Israeli companies excel in computer development, medical technology and mostly currently green technologies. For Israel becoming oil independent is more than an economic objective, it is a matter of national security. The same objective is quickly becoming true for the United States.

While there are many cultural and political similarities between the two nations there is one less obvious, but more critical similarity: both are nations of immigrants.

While the Palestinian refugees have been showered with sympathy and aid (largely by the United States and Israel), the world has ignored the equal number of Jewish refugees who were expelled from the surrounding Arab nations, having billions of dollars of their property and wealth confiscated. Iraq was a Jewish population center since the destruction of the first Temple, a thousand years before there was a Muslim anywhere, but they were expelled after the 1948 War of Israeli Independence. Israel absorbed these refugees and continues to absorb them from Ethiopia, Russia and other nations.

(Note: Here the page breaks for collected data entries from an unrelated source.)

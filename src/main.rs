use std::{net::SocketAddr, sync::Arc};

use axum::{routing::get, Router};
use http::HeaderValue;
use tokio::{signal, sync::mpsc};
use tower_http::{
    compression::CompressionLayer,
    cors::{Any, CorsLayer},
    trace::TraceLayer,
};
use tracing::{error, info};

use labkit_api as api;

#[tokio::main]
async fn main() -> Result<(), Box<dyn std::error::Error>> {
    let cfg = api::config::load_config()?;
    api::config::init_tracing(cfg.log_level(), cfg.log_json);

    // Init DB
    let db_pool = api::db::establish_connection_from_app_config(&cfg).await?;
    if cfg.auto_migrate {
        api::db::run_migrations(&db_pool).await.map_err(|e| {
            error!("Failed running migrations: {}", e);
            e
        })?;
    }

    let db_arc = Arc::new(db_pool);

    // Init events
    let (event_tx, event_rx) = mpsc::channel(1024);
    let event_sender = api::events::EventSender::new(event_tx);
    tokio::spawn(api::events::process_events(event_rx));

    // Aggregate app services used by HTTP handlers
    let services = api::services::AppServices::new(db_arc.clone(), event_sender.clone());

    let app_state = api::AppState {
        db: db_arc.clone(),
        config: cfg.clone(),
        event_sender,
        services,
    };

    // Build CORS layer from config
    let configured_origins: Option<Vec<HeaderValue>> = cfg
        .cors_allowed_origins
        .as_ref()
        .map(|raw| {
            raw.split(',')
                .filter_map(|origin| {
                    let trimmed = origin.trim();
                    if trimmed.is_empty() {
                        None
                    } else {
                        HeaderValue::from_str(trimmed).ok()
                    }
                })
                .collect::<Vec<_>>()
        })
        .filter(|origins| !origins.is_empty());

    let cors_layer = if let Some(origins) = configured_origins {
        CorsLayer::new()
            .allow_origin(origins)
            .allow_methods(Any)
            .allow_headers(Any)
    } else if cfg.is_development() {
        info!("Using permissive CORS (development environment)");
        CorsLayer::permissive()
    } else {
        error!("Missing CORS configuration; set APP__CORS_ALLOWED_ORIGINS");
        return Err("Missing CORS configuration: set APP__CORS_ALLOWED_ORIGINS".into());
    };

    let app = Router::new()
        .route("/", get(|| async { "labkit-api up" }))
        .merge(api::app_router(app_state))
        .layer(TraceLayer::new_for_http())
        .layer(CompressionLayer::new())
        .layer(cors_layer);

    // Bind and serve
    let addr = SocketAddr::from(([0, 0, 0, 0], cfg.port));
    info!("labkit-api listening on http://{}", addr);
    let listener = tokio::net::TcpListener::bind(addr).await?;

    axum::serve(listener, app.into_make_service())
        .with_graceful_shutdown(shutdown_signal())
        .await?;

    Ok(())
}

async fn shutdown_signal() {
    let ctrl_c = async {
        if let Err(e) = signal::ctrl_c().await {
            error!("Failed to install Ctrl+C handler: {}", e);
        }
    };

    #[cfg(unix)]
    let terminate = async {
        use tokio::signal::unix::{signal, SignalKind};

        match signal(SignalKind::terminate()) {
            Ok(mut sigterm) => {
                sigterm.recv().await;
            }
            Err(e) => {
                error!("Failed to install SIGTERM handler: {}", e);
                std::future::pending::<()>().await
            }
        }
    };

    #[cfg(not(unix))]
    let terminate = std::future::pending::<()>();

    tokio::select! {
        _ = ctrl_c => {},
        _ = terminate => {},
    }
}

The spirit that drove these people to create a new life from scratch is the same spirit that drives Israel’s entreprenurial activity. A Russian scientist that immigrated to the United States, had a son with a gift of mathematics that started one of America’s biggest successes, Google. Sergey Brin was born in Russia, but he succeeded in the United States.

The United States and Israel are filled with such success stories with a disproportionate amount having immigrant roots. The Palestinian refugees continue to generate poverty and hatred in spite of the huge oil profits and vast land mass that the Arab countires have that they refuse to deploy to help their brethren.

It is important that as we seek solutions to our current immigrant problems that we do not lose that spirit that has been critical to our success.